Dataset entries:
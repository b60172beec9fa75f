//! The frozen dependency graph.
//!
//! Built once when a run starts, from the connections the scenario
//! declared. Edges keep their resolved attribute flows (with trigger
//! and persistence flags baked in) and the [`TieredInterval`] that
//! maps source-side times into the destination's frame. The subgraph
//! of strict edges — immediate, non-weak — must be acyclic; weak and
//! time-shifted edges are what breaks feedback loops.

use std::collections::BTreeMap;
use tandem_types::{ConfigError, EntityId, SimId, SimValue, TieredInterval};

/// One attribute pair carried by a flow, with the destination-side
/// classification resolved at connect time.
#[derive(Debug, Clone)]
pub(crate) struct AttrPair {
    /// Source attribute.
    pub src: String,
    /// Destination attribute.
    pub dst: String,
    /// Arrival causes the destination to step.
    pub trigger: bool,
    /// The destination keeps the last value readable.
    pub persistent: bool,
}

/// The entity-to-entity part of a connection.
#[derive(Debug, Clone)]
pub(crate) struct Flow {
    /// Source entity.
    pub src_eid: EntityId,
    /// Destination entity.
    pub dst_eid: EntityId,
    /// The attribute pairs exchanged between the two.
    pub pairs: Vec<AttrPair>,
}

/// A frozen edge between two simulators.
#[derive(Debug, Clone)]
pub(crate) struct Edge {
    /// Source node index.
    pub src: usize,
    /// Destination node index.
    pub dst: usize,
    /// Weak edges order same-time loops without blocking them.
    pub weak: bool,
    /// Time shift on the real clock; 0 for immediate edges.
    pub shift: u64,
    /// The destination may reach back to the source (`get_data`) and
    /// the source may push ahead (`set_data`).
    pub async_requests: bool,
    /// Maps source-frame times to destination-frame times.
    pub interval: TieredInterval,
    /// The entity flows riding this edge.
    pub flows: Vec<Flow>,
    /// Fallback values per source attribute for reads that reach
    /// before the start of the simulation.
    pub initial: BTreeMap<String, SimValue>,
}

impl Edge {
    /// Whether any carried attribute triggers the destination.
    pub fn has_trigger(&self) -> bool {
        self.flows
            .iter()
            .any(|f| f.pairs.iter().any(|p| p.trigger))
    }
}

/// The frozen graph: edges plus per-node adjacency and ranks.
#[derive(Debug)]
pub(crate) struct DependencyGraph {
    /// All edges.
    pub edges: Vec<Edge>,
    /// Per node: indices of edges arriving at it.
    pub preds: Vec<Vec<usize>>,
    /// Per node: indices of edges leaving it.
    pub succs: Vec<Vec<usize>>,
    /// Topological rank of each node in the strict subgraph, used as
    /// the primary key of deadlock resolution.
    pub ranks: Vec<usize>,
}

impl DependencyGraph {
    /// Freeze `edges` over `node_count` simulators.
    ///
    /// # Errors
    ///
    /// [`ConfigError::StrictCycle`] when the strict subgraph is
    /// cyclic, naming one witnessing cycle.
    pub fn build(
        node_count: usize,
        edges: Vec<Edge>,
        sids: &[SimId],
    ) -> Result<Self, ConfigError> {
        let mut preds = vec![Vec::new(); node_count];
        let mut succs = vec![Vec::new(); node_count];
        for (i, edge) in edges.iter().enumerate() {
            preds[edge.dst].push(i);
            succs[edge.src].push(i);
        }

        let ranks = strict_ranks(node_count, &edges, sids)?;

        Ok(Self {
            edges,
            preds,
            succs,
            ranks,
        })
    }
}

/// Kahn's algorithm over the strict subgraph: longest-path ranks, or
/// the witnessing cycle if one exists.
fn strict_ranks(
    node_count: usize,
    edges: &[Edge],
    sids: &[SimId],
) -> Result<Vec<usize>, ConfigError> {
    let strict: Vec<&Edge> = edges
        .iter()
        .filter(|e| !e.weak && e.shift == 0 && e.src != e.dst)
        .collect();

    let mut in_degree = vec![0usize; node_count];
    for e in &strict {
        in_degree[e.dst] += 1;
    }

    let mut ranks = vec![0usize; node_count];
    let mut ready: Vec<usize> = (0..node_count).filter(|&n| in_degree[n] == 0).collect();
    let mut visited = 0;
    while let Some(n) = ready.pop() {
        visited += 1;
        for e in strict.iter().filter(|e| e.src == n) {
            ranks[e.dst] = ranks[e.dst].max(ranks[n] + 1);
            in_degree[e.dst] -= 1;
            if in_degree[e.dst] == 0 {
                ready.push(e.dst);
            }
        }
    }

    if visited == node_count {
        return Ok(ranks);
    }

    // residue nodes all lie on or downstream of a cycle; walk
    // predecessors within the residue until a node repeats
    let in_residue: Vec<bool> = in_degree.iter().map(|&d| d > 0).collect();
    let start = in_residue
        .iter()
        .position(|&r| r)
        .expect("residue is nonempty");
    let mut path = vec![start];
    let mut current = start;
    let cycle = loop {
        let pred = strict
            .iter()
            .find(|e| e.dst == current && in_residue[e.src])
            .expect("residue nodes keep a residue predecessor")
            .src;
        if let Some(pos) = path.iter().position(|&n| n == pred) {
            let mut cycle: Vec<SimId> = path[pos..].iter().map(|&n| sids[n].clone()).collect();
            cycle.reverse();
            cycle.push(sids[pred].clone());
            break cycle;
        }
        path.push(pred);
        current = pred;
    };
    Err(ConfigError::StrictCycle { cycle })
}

Exercise aim: Give the lines again, exactly as they stand, from the beginning of the data through the line with "flows (with trigger".

Written answer:
repository b60172beec9fa75f
//! The frozen dependency graph.
//!
//! Built once when a run starts, from the connections the scenario
//! declared. Edges keep their resolved attribute flows (with trigger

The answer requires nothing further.